//! TrackerHandle: orchestration layer for the whole tracker.
//!
//! Owns the metric store, the visibility classifier, the navigation
//! detector, the session-scoped accumulators, and the session registry, and
//! wires feed subscriptions into them. Hosts construct one handle per
//! document, start the page-load session at process start, and install
//! navigation detection once; everything after that is callback-driven.

use std::sync::atomic::{AtomicBool, AtomicU64, Ordering};
use std::sync::{Arc, Mutex};
use std::time::Instant;

use serde::{Deserialize, Serialize};

use crate::classify::VisibilityClassifier;
use crate::config::TrackerConfig;
use crate::dom::DocumentView;
use crate::error::{log_observe_error, ObserveError, SessionError};
use crate::feed::{ObservationFeed, Scheduler, TimeSource};
use crate::metrics::{
    duration_to_ms, BlockingTimeAccumulator, LayoutShiftAccumulator, MetricKey, MetricSnapshot,
    MetricStore, TrackingMode,
};
use crate::navigation::NavigationDetector;
use crate::stability::{SettleSink, StabilityTracker};
use crate::telemetry::{self, TrackerEvent};

mod page_load;
mod session;
mod soft_nav;

pub use session::{SessionId, SessionRegistry};

/// Combined view of both metric sets for diagnostics surfaces.
#[derive(Debug, Clone, Serialize, Deserialize)]
pub struct MetricsReport {
    pub page_load: MetricSnapshot,
    pub navigation: MetricSnapshot,
    pub navigation_count: u64,
    pub navigation_active: bool,
}

/// Orchestrates sessions, observers, and metric writes.
pub struct TrackerHandle {
    config: TrackerConfig,
    view: Arc<dyn DocumentView>,
    feed: Arc<dyn ObservationFeed>,
    scheduler: Arc<dyn Scheduler>,
    time: Arc<dyn TimeSource>,
    store: Arc<MetricStore>,
    classifier: Arc<VisibilityClassifier>,
    sessions: Arc<SessionRegistry>,
    detector: Mutex<Option<Arc<NavigationDetector>>>,
    /// Process start; page-load metrics are relative to this origin.
    epoch: Instant,
    navigation_count: AtomicU64,
    navigation_guard: Arc<AtomicBool>,
    page_load_started: AtomicBool,
    page_load_finalized: AtomicBool,
    tbt: Mutex<BlockingTimeAccumulator>,
    cls: Mutex<LayoutShiftAccumulator>,
    /// Layout-shift and long-task subscriptions, torn down and recreated at
    /// every navigation boundary.
    shift_task_subs: Mutex<Vec<crate::feed::SubscriptionId>>,
}

impl TrackerHandle {
    pub fn new(
        view: Arc<dyn DocumentView>,
        feed: Arc<dyn ObservationFeed>,
        scheduler: Arc<dyn Scheduler>,
        time: Arc<dyn TimeSource>,
        config: TrackerConfig,
    ) -> Arc<Self> {
        let classifier = Arc::new(VisibilityClassifier::new(
            Arc::clone(&view),
            config.visibility.clone(),
        ));
        let sessions = Arc::new(SessionRegistry::new(
            Arc::clone(&feed),
            Arc::clone(&scheduler),
        ));
        let epoch = time.now();
        let long_task_floor = config.timing.long_task_floor_ms;

        Arc::new(Self {
            config,
            view,
            feed,
            scheduler,
            time,
            store: Arc::new(MetricStore::new()),
            classifier,
            sessions,
            detector: Mutex::new(None),
            epoch,
            navigation_count: AtomicU64::new(0),
            navigation_guard: Arc::new(AtomicBool::new(false)),
            page_load_started: AtomicBool::new(false),
            page_load_finalized: AtomicBool::new(false),
            tbt: Mutex::new(BlockingTimeAccumulator::new(long_task_floor)),
            cls: Mutex::new(LayoutShiftAccumulator::new()),
            shift_task_subs: Mutex::new(Vec::new()),
        })
    }

    pub fn store(&self) -> &MetricStore {
        &self.store
    }

    pub fn config(&self) -> &TrackerConfig {
        &self.config
    }

    /// The detector, once navigation detection is installed. Hosts wire
    /// their history-mutation and popstate hooks to it.
    pub fn navigation_detector(&self) -> Option<Arc<NavigationDetector>> {
        self.detector
            .lock()
            .expect("detector slot poisoned")
            .clone()
    }

    /// Install the navigation boundary detector once at process start.
    /// Detected address changes start navigation sessions on this handle.
    pub fn install_navigation_detection(self: &Arc<Self>) -> Result<(), SessionError> {
        let mut slot = self.detector.lock().expect("detector slot poisoned");
        if slot.is_some() {
            return Err(SessionError::DetectorAlreadyInstalled);
        }

        let detector = NavigationDetector::new(
            Arc::clone(&self.feed),
            Arc::clone(&self.scheduler),
            Arc::clone(&self.navigation_guard),
            &self.config.navigation,
        );
        detector.install()?;

        let weak = Arc::downgrade(self);
        detector.on_address_change(Arc::new(move |change| {
            if let Some(handle) = weak.upgrade() {
                telemetry::hub().publish(TrackerEvent::AddressChanged {
                    kind: change.kind,
                    url: change.url.clone(),
                });
                handle.start_navigation_session();
            }
        }));

        *slot = Some(detector);
        Ok(())
    }

    /// End a session explicitly. Navigation teardown also clears the
    /// tracking guard.
    pub fn end_session(&self, session: SessionId) -> Result<(), SessionError> {
        match self.sessions.end(session) {
            Some(mode) => {
                if mode == TrackingMode::Navigation {
                    self.navigation_guard.store(false, Ordering::SeqCst);
                }
                telemetry::hub().publish(TrackerEvent::SessionEnded { session: session.0 });
                Ok(())
            }
            None => Err(SessionError::NotActive { session }),
        }
    }

    pub fn is_navigation_active(&self) -> bool {
        self.sessions.has_active(TrackingMode::Navigation)
    }

    pub fn navigation_count(&self) -> u64 {
        self.navigation_count.load(Ordering::SeqCst)
    }

    pub fn metrics_report(&self) -> MetricsReport {
        MetricsReport {
            page_load: self.store.snapshot(TrackingMode::PageLoad),
            navigation: self.store.snapshot(TrackingMode::Navigation),
            navigation_count: self.navigation_count(),
            navigation_active: self.is_navigation_active(),
        }
    }

    // ========================================================================
    // METRIC WRITES (session-gated)
    // ========================================================================

    /// Write a metric on behalf of `session`. A stale session makes this a
    /// silent no-op.
    pub(crate) fn write_metric(
        &self,
        session: SessionId,
        mode: TrackingMode,
        key: MetricKey,
        value: f64,
    ) -> bool {
        if !self.sessions.is_active(session) {
            tracing::trace!(
                "[TrackerHandle] dropping stale {} write from {}",
                key,
                session
            );
            return false;
        }
        let stored = self.store.set(mode, key, value);
        telemetry::hub().publish(TrackerEvent::MetricUpdated {
            mode,
            key,
            value: stored,
            timestamp_ms: self.timestamp_ms(),
        });
        true
    }

    /// Corrective write: applies only while the key is unset, still gated on
    /// the owning session.
    pub(crate) fn write_metric_if_unset(
        &self,
        session: SessionId,
        mode: TrackingMode,
        key: MetricKey,
        value: f64,
    ) -> bool {
        if !self.sessions.is_active(session) {
            return false;
        }
        if !self.store.set_if_unset(mode, key, value) {
            return false;
        }
        telemetry::hub().publish(TrackerEvent::MetricUpdated {
            mode,
            key,
            value: value.max(0.0),
            timestamp_ms: self.timestamp_ms(),
        });
        true
    }

    pub(crate) fn elapsed_since_epoch_ms(&self) -> f64 {
        duration_to_ms(self.time.now().saturating_duration_since(self.epoch))
    }

    fn timestamp_ms(&self) -> u64 {
        self.elapsed_since_epoch_ms() as u64
    }

    // ========================================================================
    // SHARED SESSION WIRING
    // ========================================================================

    /// (Re)register the session-scoped layout-shift and long-task observers.
    /// Previous registrations are disconnected first; paint-timing observers
    /// are never reattached (one-shot per process by platform contract).
    fn register_shift_and_task_observers(self: &Arc<Self>, session: SessionId, mode: TrackingMode) {
        let old: Vec<_> = std::mem::take(
            &mut *self
                .shift_task_subs
                .lock()
                .expect("shift/task subscriptions poisoned"),
        );
        for sub in old {
            self.feed.disconnect(sub);
        }

        let weak = Arc::downgrade(self);
        match self.feed.observe_layout_shift(Arc::new(move |sample| {
            if let Some(handle) = weak.upgrade() {
                if !handle.sessions.is_active(session) {
                    return;
                }
                let total = handle
                    .cls
                    .lock()
                    .expect("cls accumulator poisoned")
                    .observe(sample);
                if let Some(total) = total {
                    handle.write_metric(session, mode, MetricKey::Cls, total);
                }
            }
        })) {
            Ok(sub) => self
                .shift_task_subs
                .lock()
                .expect("shift/task subscriptions poisoned")
                .push(sub),
            Err(err) => self.report_unavailable(err, "layout-shift observer"),
        }

        let weak = Arc::downgrade(self);
        match self.feed.observe_long_tasks(Arc::new(move |sample| {
            if let Some(handle) = weak.upgrade() {
                if !handle.sessions.is_active(session) {
                    return;
                }
                let total = handle
                    .tbt
                    .lock()
                    .expect("tbt accumulator poisoned")
                    .observe(sample);
                if let Some(total) = total {
                    handle.write_metric(session, mode, MetricKey::Tbt, total);
                }
            }
        })) {
            Ok(sub) => self
                .shift_task_subs
                .lock()
                .expect("shift/task subscriptions poisoned")
                .push(sub),
            Err(err) => self.report_unavailable(err, "long-task observer"),
        }
    }

    /// Start the settle detector for a session.
    fn start_stability(self: &Arc<Self>, session: SessionId, mode: TrackingMode, started_at: Instant) {
        let weak = Arc::downgrade(self);
        let sink: SettleSink = Box::new(move |elapsed_ms| {
            if let Some(handle) = weak.upgrade() {
                if handle.write_metric(session, mode, MetricKey::LastPixelChange, elapsed_ms) {
                    telemetry::hub().publish(TrackerEvent::SettleReported { mode, elapsed_ms });
                }
            }
        });

        let tracker = StabilityTracker::new(
            mode,
            started_at,
            self.config.stability.clone(),
            Arc::clone(&self.classifier),
            Arc::clone(&self.view),
            Arc::clone(&self.feed),
            Arc::clone(&self.scheduler),
            Arc::clone(&self.time),
            sink,
        );
        if let Err(err) = tracker.begin() {
            self.report_unavailable(err, "mutation stability tracking");
        }
        self.sessions.attach_stability(session, tracker);
    }

    fn report_unavailable(&self, err: ObserveError, context: &str) {
        if let ObserveError::FeatureUnavailable { category } = &err {
            telemetry::hub().publish(TrackerEvent::ObserverUnavailable {
                category: *category,
            });
        }
        log_observe_error(&err, context);
    }
}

• What you will do
Working from the listing above, pick out every line that has "NavigationDetector" and copy it.

• Written solution
use crate::navigation::NavigationDetector;
    detector: Mutex<Option<Arc<NavigationDetector>>>,
    pub fn navigation_detector(&self) -> Option<Arc<NavigationDetector>> {
        let detector = NavigationDetector::new(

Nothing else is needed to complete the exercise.